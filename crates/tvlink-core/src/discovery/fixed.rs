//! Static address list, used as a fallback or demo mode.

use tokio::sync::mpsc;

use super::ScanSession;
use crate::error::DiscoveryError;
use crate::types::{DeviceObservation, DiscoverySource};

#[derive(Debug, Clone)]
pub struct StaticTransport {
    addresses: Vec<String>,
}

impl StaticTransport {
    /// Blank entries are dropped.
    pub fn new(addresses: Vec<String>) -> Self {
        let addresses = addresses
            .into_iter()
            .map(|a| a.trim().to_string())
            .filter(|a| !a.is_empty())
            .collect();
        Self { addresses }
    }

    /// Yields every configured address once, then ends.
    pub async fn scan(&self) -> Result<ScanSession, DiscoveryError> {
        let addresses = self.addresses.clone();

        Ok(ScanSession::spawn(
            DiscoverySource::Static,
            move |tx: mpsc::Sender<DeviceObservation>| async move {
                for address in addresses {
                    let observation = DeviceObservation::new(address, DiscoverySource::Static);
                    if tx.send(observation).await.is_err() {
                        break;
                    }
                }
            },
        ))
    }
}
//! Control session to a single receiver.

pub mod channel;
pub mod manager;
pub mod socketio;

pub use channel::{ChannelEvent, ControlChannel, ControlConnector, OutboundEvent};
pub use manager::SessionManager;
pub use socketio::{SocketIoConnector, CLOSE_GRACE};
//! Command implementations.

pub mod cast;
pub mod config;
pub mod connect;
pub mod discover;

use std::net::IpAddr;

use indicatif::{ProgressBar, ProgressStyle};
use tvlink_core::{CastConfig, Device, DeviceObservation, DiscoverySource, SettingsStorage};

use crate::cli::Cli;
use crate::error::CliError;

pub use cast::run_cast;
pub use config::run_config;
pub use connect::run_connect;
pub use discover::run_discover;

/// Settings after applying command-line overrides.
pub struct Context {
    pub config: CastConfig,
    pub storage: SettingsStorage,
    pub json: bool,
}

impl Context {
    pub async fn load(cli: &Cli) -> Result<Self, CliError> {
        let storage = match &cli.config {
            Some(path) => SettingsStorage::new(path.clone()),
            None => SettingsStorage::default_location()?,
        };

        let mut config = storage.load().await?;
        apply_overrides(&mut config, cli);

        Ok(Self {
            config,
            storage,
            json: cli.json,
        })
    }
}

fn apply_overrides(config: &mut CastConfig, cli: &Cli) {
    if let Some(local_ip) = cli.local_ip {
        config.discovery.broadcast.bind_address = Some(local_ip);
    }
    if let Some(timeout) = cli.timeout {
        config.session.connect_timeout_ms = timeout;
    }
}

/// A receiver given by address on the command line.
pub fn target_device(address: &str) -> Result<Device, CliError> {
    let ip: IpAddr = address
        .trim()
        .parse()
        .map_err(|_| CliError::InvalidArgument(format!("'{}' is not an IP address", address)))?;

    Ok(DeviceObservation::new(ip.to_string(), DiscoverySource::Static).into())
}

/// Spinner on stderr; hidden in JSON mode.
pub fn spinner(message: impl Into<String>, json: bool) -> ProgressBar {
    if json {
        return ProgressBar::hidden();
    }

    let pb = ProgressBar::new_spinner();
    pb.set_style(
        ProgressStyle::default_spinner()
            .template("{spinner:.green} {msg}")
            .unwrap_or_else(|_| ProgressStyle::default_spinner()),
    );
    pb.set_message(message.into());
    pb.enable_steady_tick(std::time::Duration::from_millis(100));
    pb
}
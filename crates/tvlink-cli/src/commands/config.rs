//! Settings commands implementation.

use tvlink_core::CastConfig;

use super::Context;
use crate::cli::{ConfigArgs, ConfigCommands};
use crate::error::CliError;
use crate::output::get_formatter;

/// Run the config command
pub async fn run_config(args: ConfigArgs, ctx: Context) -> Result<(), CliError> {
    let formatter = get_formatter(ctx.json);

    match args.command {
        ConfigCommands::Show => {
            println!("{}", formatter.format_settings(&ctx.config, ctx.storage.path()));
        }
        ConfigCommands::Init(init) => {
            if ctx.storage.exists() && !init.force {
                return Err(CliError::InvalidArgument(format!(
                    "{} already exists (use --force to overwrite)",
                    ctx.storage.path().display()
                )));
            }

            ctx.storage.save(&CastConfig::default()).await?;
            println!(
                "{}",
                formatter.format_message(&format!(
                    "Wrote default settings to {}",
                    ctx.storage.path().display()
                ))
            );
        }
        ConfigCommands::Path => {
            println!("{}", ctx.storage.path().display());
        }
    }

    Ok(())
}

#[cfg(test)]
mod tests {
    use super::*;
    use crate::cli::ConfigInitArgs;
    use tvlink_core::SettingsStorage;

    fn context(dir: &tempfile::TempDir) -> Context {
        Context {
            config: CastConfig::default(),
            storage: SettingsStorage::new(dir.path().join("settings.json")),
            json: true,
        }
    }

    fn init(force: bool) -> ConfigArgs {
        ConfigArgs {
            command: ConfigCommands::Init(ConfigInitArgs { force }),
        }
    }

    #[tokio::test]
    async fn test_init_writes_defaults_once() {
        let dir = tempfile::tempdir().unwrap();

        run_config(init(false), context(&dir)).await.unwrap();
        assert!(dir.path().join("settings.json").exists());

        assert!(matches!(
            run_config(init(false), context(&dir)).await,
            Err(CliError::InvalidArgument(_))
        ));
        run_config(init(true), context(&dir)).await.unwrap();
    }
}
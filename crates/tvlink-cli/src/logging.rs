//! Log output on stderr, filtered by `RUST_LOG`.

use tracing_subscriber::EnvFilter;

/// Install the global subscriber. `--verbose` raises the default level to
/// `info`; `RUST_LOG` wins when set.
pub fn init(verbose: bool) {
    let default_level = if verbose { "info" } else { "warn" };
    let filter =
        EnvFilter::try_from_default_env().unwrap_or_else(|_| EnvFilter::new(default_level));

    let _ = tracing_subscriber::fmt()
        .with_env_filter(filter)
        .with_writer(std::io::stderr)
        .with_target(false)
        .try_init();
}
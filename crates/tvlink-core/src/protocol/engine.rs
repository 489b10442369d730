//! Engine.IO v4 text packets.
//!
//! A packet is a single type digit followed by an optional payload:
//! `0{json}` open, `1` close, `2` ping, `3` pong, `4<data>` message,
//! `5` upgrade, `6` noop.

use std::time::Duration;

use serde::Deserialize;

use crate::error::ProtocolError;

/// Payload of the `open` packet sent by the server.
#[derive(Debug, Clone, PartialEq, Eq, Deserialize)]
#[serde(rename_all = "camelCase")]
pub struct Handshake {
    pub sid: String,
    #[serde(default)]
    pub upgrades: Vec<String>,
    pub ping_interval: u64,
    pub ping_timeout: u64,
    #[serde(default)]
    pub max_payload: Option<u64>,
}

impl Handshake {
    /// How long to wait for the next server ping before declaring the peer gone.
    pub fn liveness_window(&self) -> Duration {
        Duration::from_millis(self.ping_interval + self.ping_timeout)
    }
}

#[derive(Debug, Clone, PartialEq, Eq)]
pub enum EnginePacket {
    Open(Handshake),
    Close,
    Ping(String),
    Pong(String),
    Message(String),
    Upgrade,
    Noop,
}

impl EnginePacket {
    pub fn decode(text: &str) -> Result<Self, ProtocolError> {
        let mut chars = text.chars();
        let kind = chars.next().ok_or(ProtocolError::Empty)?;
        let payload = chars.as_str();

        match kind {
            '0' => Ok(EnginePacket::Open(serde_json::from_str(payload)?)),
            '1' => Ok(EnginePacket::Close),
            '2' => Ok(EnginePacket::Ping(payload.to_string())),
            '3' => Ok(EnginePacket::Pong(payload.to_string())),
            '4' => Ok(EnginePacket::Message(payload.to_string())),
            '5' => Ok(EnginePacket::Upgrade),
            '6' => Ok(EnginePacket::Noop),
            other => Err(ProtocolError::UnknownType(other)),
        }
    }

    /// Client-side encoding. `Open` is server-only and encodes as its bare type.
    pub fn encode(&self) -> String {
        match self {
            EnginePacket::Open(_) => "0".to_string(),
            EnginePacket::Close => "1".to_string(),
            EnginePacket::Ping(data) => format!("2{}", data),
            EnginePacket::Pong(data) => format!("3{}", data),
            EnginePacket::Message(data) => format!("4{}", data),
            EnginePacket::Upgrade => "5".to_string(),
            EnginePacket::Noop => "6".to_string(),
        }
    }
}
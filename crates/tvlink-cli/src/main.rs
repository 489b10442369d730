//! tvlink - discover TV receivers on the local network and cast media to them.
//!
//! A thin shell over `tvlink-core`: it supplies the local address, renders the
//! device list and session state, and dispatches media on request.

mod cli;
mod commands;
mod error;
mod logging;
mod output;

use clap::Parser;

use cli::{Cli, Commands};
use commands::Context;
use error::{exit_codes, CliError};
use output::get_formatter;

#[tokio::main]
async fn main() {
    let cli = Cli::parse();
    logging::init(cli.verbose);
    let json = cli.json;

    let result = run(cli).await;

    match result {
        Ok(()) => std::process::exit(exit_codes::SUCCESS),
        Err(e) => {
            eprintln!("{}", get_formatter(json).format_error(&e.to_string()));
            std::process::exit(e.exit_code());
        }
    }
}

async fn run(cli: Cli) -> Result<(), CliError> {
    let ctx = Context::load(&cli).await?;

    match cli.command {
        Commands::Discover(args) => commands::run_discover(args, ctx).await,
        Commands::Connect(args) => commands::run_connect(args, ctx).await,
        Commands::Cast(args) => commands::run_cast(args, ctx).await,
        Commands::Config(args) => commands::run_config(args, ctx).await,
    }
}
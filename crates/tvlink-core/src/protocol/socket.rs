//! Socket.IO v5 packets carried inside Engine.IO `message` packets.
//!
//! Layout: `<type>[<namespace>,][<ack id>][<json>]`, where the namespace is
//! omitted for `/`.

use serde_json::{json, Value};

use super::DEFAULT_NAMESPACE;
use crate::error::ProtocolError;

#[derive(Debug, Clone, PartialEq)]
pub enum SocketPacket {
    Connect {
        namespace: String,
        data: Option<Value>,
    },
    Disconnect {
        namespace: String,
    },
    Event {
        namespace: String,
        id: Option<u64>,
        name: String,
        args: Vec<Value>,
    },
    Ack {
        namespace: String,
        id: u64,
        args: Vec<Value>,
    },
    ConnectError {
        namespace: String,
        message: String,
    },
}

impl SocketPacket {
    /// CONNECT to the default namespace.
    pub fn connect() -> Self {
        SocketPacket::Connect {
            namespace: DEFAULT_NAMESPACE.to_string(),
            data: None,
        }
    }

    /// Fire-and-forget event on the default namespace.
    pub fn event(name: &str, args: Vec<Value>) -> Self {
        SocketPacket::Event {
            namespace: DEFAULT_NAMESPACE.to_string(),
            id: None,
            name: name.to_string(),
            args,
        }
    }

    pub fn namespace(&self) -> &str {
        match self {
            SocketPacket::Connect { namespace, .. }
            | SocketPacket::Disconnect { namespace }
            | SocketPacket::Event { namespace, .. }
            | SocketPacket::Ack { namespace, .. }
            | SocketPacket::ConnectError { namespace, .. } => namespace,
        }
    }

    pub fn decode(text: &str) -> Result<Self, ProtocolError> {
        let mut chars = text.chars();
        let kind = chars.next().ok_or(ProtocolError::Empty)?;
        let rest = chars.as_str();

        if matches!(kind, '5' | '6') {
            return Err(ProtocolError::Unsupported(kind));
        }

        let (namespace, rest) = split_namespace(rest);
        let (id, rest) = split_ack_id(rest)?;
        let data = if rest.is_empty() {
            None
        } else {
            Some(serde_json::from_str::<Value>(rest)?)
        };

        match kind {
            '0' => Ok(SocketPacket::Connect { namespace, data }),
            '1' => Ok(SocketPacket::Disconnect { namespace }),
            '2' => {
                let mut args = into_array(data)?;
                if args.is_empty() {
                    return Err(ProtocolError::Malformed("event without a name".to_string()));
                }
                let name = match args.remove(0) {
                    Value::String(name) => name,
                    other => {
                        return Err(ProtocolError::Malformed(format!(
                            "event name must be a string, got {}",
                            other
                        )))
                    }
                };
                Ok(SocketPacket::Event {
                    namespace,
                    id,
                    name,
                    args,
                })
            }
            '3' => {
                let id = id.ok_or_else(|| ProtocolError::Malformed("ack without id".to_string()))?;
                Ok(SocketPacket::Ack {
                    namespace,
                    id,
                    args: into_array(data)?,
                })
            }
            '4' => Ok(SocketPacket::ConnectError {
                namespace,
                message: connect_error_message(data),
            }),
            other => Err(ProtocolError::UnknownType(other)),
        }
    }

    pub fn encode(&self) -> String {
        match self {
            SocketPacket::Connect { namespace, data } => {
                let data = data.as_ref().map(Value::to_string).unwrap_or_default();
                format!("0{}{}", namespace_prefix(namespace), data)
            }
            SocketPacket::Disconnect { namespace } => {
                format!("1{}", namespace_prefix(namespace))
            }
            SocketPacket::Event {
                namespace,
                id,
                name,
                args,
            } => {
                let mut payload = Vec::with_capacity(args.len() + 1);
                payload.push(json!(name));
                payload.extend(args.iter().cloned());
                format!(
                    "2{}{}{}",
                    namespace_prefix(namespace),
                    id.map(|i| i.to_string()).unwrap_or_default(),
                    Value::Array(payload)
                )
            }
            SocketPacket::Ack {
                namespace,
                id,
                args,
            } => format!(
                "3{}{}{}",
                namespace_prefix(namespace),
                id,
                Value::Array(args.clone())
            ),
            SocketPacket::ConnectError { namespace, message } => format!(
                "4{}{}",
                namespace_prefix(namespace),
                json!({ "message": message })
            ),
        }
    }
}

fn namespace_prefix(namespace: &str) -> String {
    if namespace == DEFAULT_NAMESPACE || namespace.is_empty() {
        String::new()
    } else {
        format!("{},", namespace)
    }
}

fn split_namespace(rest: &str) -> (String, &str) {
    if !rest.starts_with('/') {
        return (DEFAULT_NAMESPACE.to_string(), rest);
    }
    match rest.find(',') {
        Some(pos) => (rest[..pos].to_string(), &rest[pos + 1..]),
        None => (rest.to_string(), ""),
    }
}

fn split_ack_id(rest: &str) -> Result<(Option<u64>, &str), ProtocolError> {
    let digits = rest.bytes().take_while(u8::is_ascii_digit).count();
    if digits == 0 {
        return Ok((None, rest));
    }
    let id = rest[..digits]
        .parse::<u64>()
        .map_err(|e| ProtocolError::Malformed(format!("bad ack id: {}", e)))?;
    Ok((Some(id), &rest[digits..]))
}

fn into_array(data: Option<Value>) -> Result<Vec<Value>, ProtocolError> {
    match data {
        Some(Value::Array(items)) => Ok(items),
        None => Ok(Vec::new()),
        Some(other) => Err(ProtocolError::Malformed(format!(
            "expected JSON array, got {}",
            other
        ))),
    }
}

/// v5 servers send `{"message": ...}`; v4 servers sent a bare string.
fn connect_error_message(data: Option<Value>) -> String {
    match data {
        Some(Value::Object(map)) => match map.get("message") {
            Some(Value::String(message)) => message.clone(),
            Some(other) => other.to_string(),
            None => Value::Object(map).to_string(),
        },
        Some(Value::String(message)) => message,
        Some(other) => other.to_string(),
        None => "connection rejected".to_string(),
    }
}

Exercise objective - Go through the data line by line and say how many lines contain "Disconnect". Give the number alone.

Answer below - 4